I consider being Drupal Adjacent as having some degree of experience in Drupal but maintaining expertise in a breadth of other technology. You are capable of leveraging Drupal’s strengths along with the strengths of other tools. Drupal Adjacent architects use “the right tool for the right job.” Drupal can serve as a bi-directional tool or framework in a broader architecture of systems and other tools can serve a discrete purpose.
As I consider myself Drupal Adjacent, I want to share my experience working in the Drupal community.
My Background
I have experience with a wide breadth of technology that includes Drupal. My first encounter with Drupal was in 2004. A friend of mine had a job implementing a CMS for her client. She evaluated many and chose Drupal - which was at version 4.x at the time. This was before the Security Team created issues and published patches. This was back before the mantra: “don’t hack core.” This was the time when that lesson was learned.
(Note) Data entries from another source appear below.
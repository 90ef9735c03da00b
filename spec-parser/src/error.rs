//! Error types for specification parsing.

use thiserror::Error;

/// Result type alias for parser operations.
pub type Result<T> = std::result::Result<T, SpecError>;

/// Errors raised while turning a raw document into endpoint operations.
#[derive(Error, Debug)]
pub enum SpecError {
    /// Neither JSON nor YAML, or a shape we do not recognize.
    #[error("unsupported format: {0}")]
    UnsupportedFormat(String),

    /// Recognized format, but required structure is missing or yields no
    /// operations.
    #[error("malformed specification: {0}")]
    MalformedSpec(String),
}

impl SpecError {
    pub(crate) fn malformed(message: impl Into<String>) -> Self {
        Self::MalformedSpec(message.into())
    }

    pub(crate) fn unsupported(message: impl Into<String>) -> Self {
        Self::UnsupportedFormat(message.into())
    }
}
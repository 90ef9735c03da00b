//! One JSON file per document.
//!
//! File names are the SHA-256 of the document id, so arbitrary ids map to
//! safe paths. Writes go through a temp file and a rename.

use std::io::ErrorKind;
use std::path::{Path, PathBuf};

use sha2::{Digest, Sha256};
use tokio::fs;
use tracing::{debug, info, warn};

use crate::error::{Result, StorageError};
use crate::record::StoredDocument;

pub(crate) struct DocumentStore {
    root: PathBuf,
}

impl DocumentStore {
    /// Open the store, creating `root` if needed.
    pub(crate) async fn open(root: impl AsRef<Path>) -> Result<Self> {
        let root = root.as_ref().to_path_buf();
        fs::create_dir_all(&root)
            .await
            .map_err(|e| StorageError::CreateDirectory(format!("{}: {e}", root.display())))?;
        Ok(Self { root })
    }

    pub(crate) fn root(&self) -> &Path {
        &self.root
    }

    fn document_path(&self, doc_id: &str) -> PathBuf {
        let digest = Sha256::digest(doc_id.as_bytes());
        self.root.join(format!("{digest:x}.json"))
    }

    /// Load every document file. Unreadable files are skipped with a warning;
    /// leftover temp files are removed.
    pub(crate) async fn load_all(&self) -> Result<Vec<StoredDocument>> {
        let mut entries = fs::read_dir(&self.root)
            .await
            .map_err(|e| StorageError::ReadFile(format!("{}: {e}", self.root.display())))?;

        let mut documents = Vec::new();
        while let Some(entry) = entries
            .next_entry()
            .await
            .map_err(|e| StorageError::ReadFile(format!("{e}")))?
        {
            let path = entry.path();
            match path.extension().and_then(|ext| ext.to_str()) {
                Some("json") => match Self::load_file(&path).await {
                    Ok(stored) => {
                        debug!(doc_id = %stored.document.doc_id, "loaded document");
                        documents.push(stored);
                    }
                    Err(e) => warn!("Failed to load document file {}: {e}", path.display()),
                },
                Some("tmp") => {
                    if let Err(e) = fs::remove_file(&path).await {
                        warn!("Failed to remove stale temp file {}: {e}", path.display());
                    }
                }
                _ => {}
            }
        }

        info!("Loaded {} documents from {}", documents.len(), self.root.display());
        Ok(documents)
    }

    async fn load_file(path: &Path) -> Result<StoredDocument> {
        let content = fs::read_to_string(path)
            .await
            .map_err(|e| StorageError::ReadFile(format!("{}: {e}", path.display())))?;
        Ok(serde_json::from_str(&content)?)
    }

    pub(crate) async fn write(&self, stored: &StoredDocument) -> Result<()> {
        let path = self.document_path(&stored.document.doc_id);
        let content = serde_json::to_string(stored)?;

        let temp_path = path.with_extension("json.tmp");
        if let Err(e) = fs::write(&temp_path, &content).await {
            let _ = fs::remove_file(&temp_path).await;
            return Err(StorageError::WriteFile(format!("{}: {e}", temp_path.display())).into());
        }
        if let Err(e) = fs::rename(&temp_path, &path).await {
            let _ = fs::remove_file(&temp_path).await;
            return Err(StorageError::WriteFile(format!("{}: {e}", path.display())).into());
        }

        debug!(doc_id = %stored.document.doc_id, "saved document");
        Ok(())
    }

    /// Remove a document file; a missing file is not an error.
    pub(crate) async fn remove(&self, doc_id: &str) -> Result<()> {
        let path = self.document_path(doc_id);
        match fs::remove_file(&path).await {
            Ok(()) => Ok(()),
            Err(e) if e.kind() == ErrorKind::NotFound => Ok(()),
            Err(e) => Err(StorageError::DeleteFile(format!("{}: {e}", path.display())).into()),
        }
    }
}
//! Records stored in and returned by the index.

use std::collections::{BTreeMap, BTreeSet};

use apiq_embeddings::Embedding;
use apiq_spec_parser::{Chunk, ChunkMetadata, HttpMethod, SourceType};
use chrono::{DateTime, Utc};
use serde::{Deserialize, Serialize};

/// Registry entry for one ingested document.
#[derive(Debug, Clone, PartialEq, Serialize, Deserialize)]
pub struct DocumentRecord {
    pub doc_id: String,

    /// Display name; defaults to the document title or the id.
    pub name: String,

    #[serde(skip_serializing_if = "Option::is_none")]
    pub title: Option<String>,

    pub source_type: SourceType,

    pub endpoint_count: usize,

    #[serde(skip_serializing_if = "Option::is_none")]
    pub base_url: Option<String>,

    /// Owned chunk ids, in operation order. Set by the index on upsert.
    #[serde(default)]
    pub chunk_ids: Vec<String>,

    pub indexed_at: DateTime<Utc>,
}

impl DocumentRecord {
    pub fn new(doc_id: impl Into<String>, source_type: SourceType) -> Self {
        let doc_id = doc_id.into();
        Self {
            name: doc_id.clone(),
            doc_id,
            title: None,
            source_type,
            endpoint_count: 0,
            base_url: None,
            chunk_ids: Vec::new(),
            indexed_at: Utc::now(),
        }
    }

    pub fn with_name(mut self, name: impl Into<String>) -> Self {
        self.name = name.into();
        self
    }

    pub fn with_title(mut self, title: Option<String>) -> Self {
        self.title = title;
        self
    }

    pub fn with_base_url(mut self, base_url: Option<String>) -> Self {
        self.base_url = base_url;
        self
    }

    pub fn with_endpoint_count(mut self, endpoint_count: usize) -> Self {
        self.endpoint_count = endpoint_count;
        self
    }
}

/// A chunk with its vector and insertion sequence.
#[derive(Debug, Clone, Serialize, Deserialize)]
pub struct IndexedChunk {
    pub chunk: Chunk,
    pub vector: Embedding,
    /// Insertion order across the whole index, used to break score ties.
    pub seq: u64,
}

/// On-disk form of one document.
#[derive(Debug, Clone, Serialize, Deserialize)]
pub struct StoredDocument {
    pub document: DocumentRecord,
    pub chunks: Vec<IndexedChunk>,
}

/// One similarity hit.
#[derive(Debug, Clone, Serialize, Deserialize)]
pub struct RetrievedMatch {
    pub chunk_id: String,
    pub doc_id: String,
    pub document_name: String,
    pub doc_type: SourceType,
    #[serde(skip_serializing_if = "Option::is_none")]
    pub base_url: Option<String>,
    /// Cosine similarity clamped to `[0, 1]`.
    pub similarity_score: f32,
    pub text: String,
    pub metadata: ChunkMetadata,
}

/// Optional restrictions on a similarity query.
#[derive(Debug, Clone, Default, Serialize, Deserialize)]
pub struct QueryFilter {
    #[serde(default, skip_serializing_if = "Option::is_none")]
    pub doc_ids: Option<BTreeSet<String>>,
    #[serde(default, skip_serializing_if = "Option::is_none")]
    pub methods: Option<BTreeSet<HttpMethod>>,
    /// Minimum reported score; matches below it are dropped.
    #[serde(default)]
    pub min_score: f32,
}

impl QueryFilter {
    pub fn new() -> Self {
        Self::default()
    }

    pub fn with_doc_id(mut self, doc_id: impl Into<String>) -> Self {
        self.doc_ids.get_or_insert_with(BTreeSet::new).insert(doc_id.into());
        self
    }

    pub fn with_method(mut self, method: HttpMethod) -> Self {
        self.methods.get_or_insert_with(BTreeSet::new).insert(method);
        self
    }

    pub fn with_min_score(mut self, min_score: f32) -> Self {
        self.min_score = min_score;
        self
    }

    pub(crate) fn admits(&self, chunk: &Chunk) -> bool {
        let doc_ok = self
            .doc_ids
            .as_ref()
            .is_none_or(|ids| ids.contains(&chunk.doc_id));
        let method_ok = self
            .methods
            .as_ref()
            .is_none_or(|methods| methods.contains(&chunk.metadata.method));
        doc_ok && method_ok
    }
}

/// Index-wide counts.
#[derive(Debug, Clone, Default, PartialEq, Eq, Serialize, Deserialize)]
pub struct IndexStats {
    pub total_chunks: usize,
    pub unique_documents: usize,
    pub document_types: BTreeMap<SourceType, usize>,
}
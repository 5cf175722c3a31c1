use crate::channel::{Channel, TcpChannel};
use crate::codec::Shape;
use crate::database::Database;
use crate::error::Result;
use crate::invoke::{Call, Invoker};
use crate::settings::Settings;
use crate::value::Value;

/// Entry point to a running engine: lists organisms, selects one as a
/// [`Database`], and runs the queries that need no organism.
pub struct Client {
    invoker: Invoker,
}

impl Client {
    pub fn new(channel: impl Channel + 'static) -> Self {
        Self {
            invoker: Invoker::new(channel),
        }
    }
    pub fn connect(settings: &Settings) -> Result<Self> {
        Ok(Self::new(TcpChannel::from_settings(settings)?))
    }

    /// A database for the organism, after the engine confirmed it knows it.
    /// Databases selected from one client share its channel.
    pub fn select_organism(&self, org_id: &str) -> Result<Database> {
        Database::select(org_id, &self.invoker)
    }

    pub fn all_orgids(&self) -> Result<Vec<String>> {
        let listed = self
            .invoker
            .call_unscoped(&Call::new("all-orgids"), Shape::Sequence)?;
        Ok(listed
            .as_sequence()
            .unwrap_or_default()
            .iter()
            .filter_map(|v| v.as_str().map(str::to_owned))
            .collect())
    }

    /// Runs a BioVelo query.
    pub fn biovelo(&self, query: &str) -> Result<Value> {
        self.invoker
            .call_unscoped(&Call::new("biovelo").arg(query), Shape::Any)
    }

    /// Flux balance analysis; the input file names its own organism.
    pub fn run_fba(&self, file: &str) -> Result<Value> {
        self.invoker
            .call_unscoped(&Call::new("python-run-fba").arg(file), Shape::Any)
    }
}
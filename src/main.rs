use std::env;
use std::process::ExitCode;

use tracing::{error, info};
use tracing_subscriber::EnvFilter;

use cycframe::codec::{self, Shape};
use cycframe::{Call, Client, Result, Settings, Value};

const USAGE: &str = "\
usage:
  cycframe orgids
  cycframe call <orgid> <operation> [argument ...]
  cycframe slot <orgid> <frame> <slot>

Arguments are written in the engine's expression syntax, e.g. TRP, \"text\", 42, (A B).
Connection settings come from cycframe.toml and CYCFRAME_HOST, CYCFRAME_PORT,
CYCFRAME_TIMEOUT_SECS, CYCFRAME_DEBUG.";

fn main() -> ExitCode {
    let settings = match Settings::load() {
        Ok(settings) => settings,
        Err(e) => {
            eprintln!("{}", e);
            return ExitCode::FAILURE;
        }
    };
    let fallback = if settings.debug() { "debug" } else { "info" };
    let filter = EnvFilter::try_from_default_env().unwrap_or_else(|_| EnvFilter::new(fallback));
    tracing_subscriber::fmt().with_env_filter(filter).with_target(false).init();

    let args: Vec<String> = env::args().skip(1).collect();
    match run(&settings, &args) {
        Ok(Some(output)) => {
            println!("{}", output);
            ExitCode::SUCCESS
        }
        Ok(None) => {
            eprintln!("{}", USAGE);
            ExitCode::from(2)
        }
        Err(e) => {
            error!(error = %e, "command failed");
            ExitCode::FAILURE
        }
    }
}

fn run(settings: &Settings, args: &[String]) -> Result<Option<String>> {
    let Some((command, rest)) = args.split_first() else {
        return Ok(None);
    };
    info!(host = settings.host(), port = settings.port(), "using engine");
    let client = Client::connect(settings)?;
    match (command.as_str(), rest) {
        ("orgids", []) => Ok(Some(client.all_orgids()?.join("\n"))),
        ("call", [org_id, operation, arguments @ ..]) => {
            let database = client.select_organism(org_id)?;
            let arguments = arguments
                .iter()
                .map(|a| codec::decode_text(a, Shape::Any))
                .collect::<Result<Vec<Value>>>()?;
            let value = database.invoke(&Call::new(operation.as_str()).args(arguments), Shape::Any)?;
            Ok(Some(value.to_string()))
        }
        ("slot", [org_id, frame, slot]) => {
            let database = client.select_organism(org_id)?;
            let value = database.resolve(frame.as_str())?.slot(slot)?;
            Ok(Some(value.to_string()))
        }
        _ => Ok(None),
    }
}
//! Identifier normalization.
//!
//! The engine names frames and slots with symbols. A caller may spell the same
//! symbol three ways: bare (`RXN-9000`), accessor style (`rxn_9000`) or
//! delimited (`|RXN-9000|`). Every lookup path, whether accessor style or
//! indexed, goes through the functions here and ends up with one canonical key.
//!
//! Bare and accessor spellings are read the way the engine's reader reads an
//! unescaped symbol: upper-cased, with `_` standing in for `-`. Delimited
//! spellings are taken verbatim. Identity is case-insensitive either way.
//!
//! So an id whose engine name really contains `_` (or mixed case) has to be
//! given delimited: `|MY_ID|` reaches `MY_ID`, while `my_id` and `MY_ID`
//! both reach `MY-ID`.

use std::fmt;
use std::hash::{Hash, Hasher};
use std::sync::Arc;

use lazy_static::lazy_static;
use regex::Regex;

use crate::frame::Frame;

pub const DELIMITER: char = '|';

lazy_static! {
    static ref ACCESSOR: Regex = Regex::new(r"^[A-Za-z_][A-Za-z0-9_]*$").unwrap();
    static ref SYMBOL_LITERAL: Regex = Regex::new(r"^\|[^|\s]+\|$").unwrap();
}

/// True for a string that is a delimiter-wrapped engine symbol, e.g. `|TRP|`.
pub fn is_symbol_literal(s: &str) -> bool {
    SYMBOL_LITERAL.is_match(s)
}

pub fn strip_delimiters(s: &str) -> &str {
    if is_symbol_literal(s) { &s[1..s.len() - 1] } else { s }
}

pub fn is_accessor_name(s: &str) -> bool {
    ACCESSOR.is_match(s)
}

/// Accessor-safe form of a frame id or slot name, or `None` when the name
/// can only be reached through indexed lookup.
pub fn to_accessor_name(name: &str) -> Option<String> {
    let accessor = strip_delimiters(name.trim()).to_lowercase().replace('-', "_");
    if is_accessor_name(&accessor) { Some(accessor) } else { None }
}

/// Engine spelling of a name given in any of the accepted forms.
pub fn engine_name(name: &str) -> String {
    let name = name.trim();
    if is_symbol_literal(name) {
        strip_delimiters(name).to_owned()
    } else {
        name.to_uppercase().replace('_', "-")
    }
}

/// The identity-map key for a name given in any of the accepted forms.
pub fn canonical_key(name: &str) -> String {
    engine_name(name).to_uppercase()
}

/// The canonical identifier with its delimiters reattached.
pub fn to_canonical_id(name: &str) -> String {
    format!("{}{}{}", DELIMITER, canonical_key(name), DELIMITER)
}

/// Slot names are canonicalized like frame ids.
pub fn slot_key(name: &str) -> String {
    canonical_key(name)
}

// ------------- FrameId -------------
#[derive(Debug, Clone, Eq)]
pub struct FrameId {
    name: String, // engine spelling, sent on the wire
    key: String,  // identity
    verbatim: bool,
}

impl FrameId {
    pub fn new(spelling: &str) -> Self {
        let name = engine_name(spelling);
        let key = name.to_uppercase();
        let verbatim = is_symbol_literal(spelling.trim());
        Self { name, key, verbatim }
    }
    /// From a symbol the engine sent us, kept verbatim.
    pub fn from_symbol(name: &str) -> Self {
        let name = strip_delimiters(name).to_owned();
        let key = name.to_uppercase();
        Self { name, key, verbatim: true }
    }
    pub fn name(&self) -> &str {
        &self.name
    }
    pub fn key(&self) -> &str {
        &self.key
    }
    /// Whether the name is the engine's exact spelling rather than a reading
    /// of a bare or accessor-style one.
    pub fn is_verbatim(&self) -> bool {
        self.verbatim
    }
    pub fn accessor_name(&self) -> Option<String> {
        to_accessor_name(&self.name)
    }
}

impl PartialEq for FrameId {
    fn eq(&self, other: &Self) -> bool {
        self.key == other.key
    }
}
impl Hash for FrameId {
    fn hash<H: Hasher>(&self, state: &mut H) {
        self.key.hash(state);
    }
}
impl PartialEq<str> for FrameId {
    fn eq(&self, other: &str) -> bool {
        self.key == canonical_key(other)
    }
}
impl PartialEq<&str> for FrameId {
    fn eq(&self, other: &&str) -> bool {
        self.key == canonical_key(other)
    }
}
impl fmt::Display for FrameId {
    fn fmt(&self, f: &mut fmt::Formatter) -> fmt::Result {
        write!(f, "{}{}{}", DELIMITER, self.name, DELIMITER)
    }
}

/// Anything that names a frame: a spelling, an id or the frame itself.
pub trait AsFrameId {
    fn frame_id(&self) -> FrameId;
}
impl AsFrameId for str {
    fn frame_id(&self) -> FrameId { FrameId::new(self) }
}
impl AsFrameId for String {
    fn frame_id(&self) -> FrameId { FrameId::new(self) }
}
impl AsFrameId for FrameId {
    fn frame_id(&self) -> FrameId { self.clone() }
}
impl AsFrameId for Frame {
    fn frame_id(&self) -> FrameId { self.id().clone() }
}
impl AsFrameId for Arc<Frame> {
    fn frame_id(&self) -> FrameId { self.id().clone() }
}
impl<T: AsFrameId + ?Sized> AsFrameId for &T {
    fn frame_id(&self) -> FrameId { (**self).frame_id() }
}
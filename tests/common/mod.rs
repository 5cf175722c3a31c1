#![allow(dead_code)]

use std::sync::{Arc, Mutex};

use cycframe::{Database, Result};

/// A stand-in engine: answers each request with the JSON of the most recently
/// added route whose pattern occurs in the request text, `null` otherwise,
/// and records every request it sees.
#[derive(Clone, Default)]
pub struct Script {
    routes: Arc<Mutex<Vec<(String, String)>>>,
    requests: Arc<Mutex<Vec<String>>>,
}

impl Script {
    pub fn new() -> Self {
        let script = Self::default();
        script.answer("(orgid-exist-p", "true");
        script
    }
    pub fn answer(&self, pattern: &str, json: &str) -> &Self {
        self.routes
            .lock()
            .unwrap()
            .insert(0, (pattern.to_owned(), json.to_owned()));
        self
    }
    pub fn channel(&self) -> impl FnMut(&str) -> Result<String> + Send + 'static {
        let script = self.clone();
        move |request: &str| {
            script.requests.lock().unwrap().push(request.to_owned());
            let routes = script.routes.lock().unwrap();
            Ok(routes
                .iter()
                .find(|(pattern, _)| request.contains(pattern.as_str()))
                .map(|(_, json)| json.clone())
                .unwrap_or_else(|| "null".to_owned()))
        }
    }
    pub fn database(&self, org_id: &str) -> Database {
        Database::open(org_id, self.channel()).expect("organism known")
    }
    pub fn requests(&self) -> Vec<String> {
        self.requests.lock().unwrap().clone()
    }
    pub fn last(&self) -> String {
        self.requests().last().cloned().unwrap_or_default()
    }
    pub fn count(&self) -> usize {
        self.requests.lock().unwrap().len()
    }
    pub fn count_matching(&self, pattern: &str) -> usize {
        self.requests().iter().filter(|r| r.contains(pattern)).count()
    }
}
I came in as a backend developer with solid database experience. LAMP was all the rage and this was a great project for me to gain experience with a CMS and framework after writing my own basic CRUD (create, read, update, and delete a database record) without a framework.
Living close to Silicon Valley, once the project ended, I moved on to other opportunities that came along that had different languages, platforms, and storage systems.
Pareto’s Principle and Drupal projects
Over the next 12 years, I had many opportunities to come back to Drupal as it matured. I found how Pareto’s Principle (or the 80/20 rule) applied to Drupal projects. Some clients already had Drupal systems, but had hit limitations. Others had Drupal projects started but weren’t able to launch due to inability to fully integrate the modules they had in place. More than once I saw a site that was 80 percent complete with contrib modules, but still not ready to launch. I made an intermittent career out of helping those teams complete projects that needed custom code to close the gap and launch.
Knowing my way around the Drupal API and framework, I knew how to write modules, hooks, and functions to add the final pieces. I knew when in the development lifecycle I should add custom code. I have written many modules, but many only addressed very niche, custom needs my clients had.
Drupal Adjacent
I have never built a site from scratch that has left my local environment. Don’t ask me to evaluate the best out of a dozen modules in the community.
But,
- You want to upload data from your Drupal system to Hubspot for communication campaigns? I got your back.
- Do you have years of data and would like use some of the new Big Data and Machine Learning tools out there? Hundreds of field_data_field_% tables got you down? Set up a reporting database and create some views to normalize the data.
- The outcome of several contributed modules has created a less-than-ideal outcome for your users? More than once I was able to write functions to change workflow states and other node properties with one user button click.
When you come to realize that not every solution has to be a Drupal solution, a world of tools open up to you. So many times your problem has already been solved, but perhaps not in a Drupal specific fashion. This is where your Drupal knowledge can help bridge that gap allowing use of best in breed tools.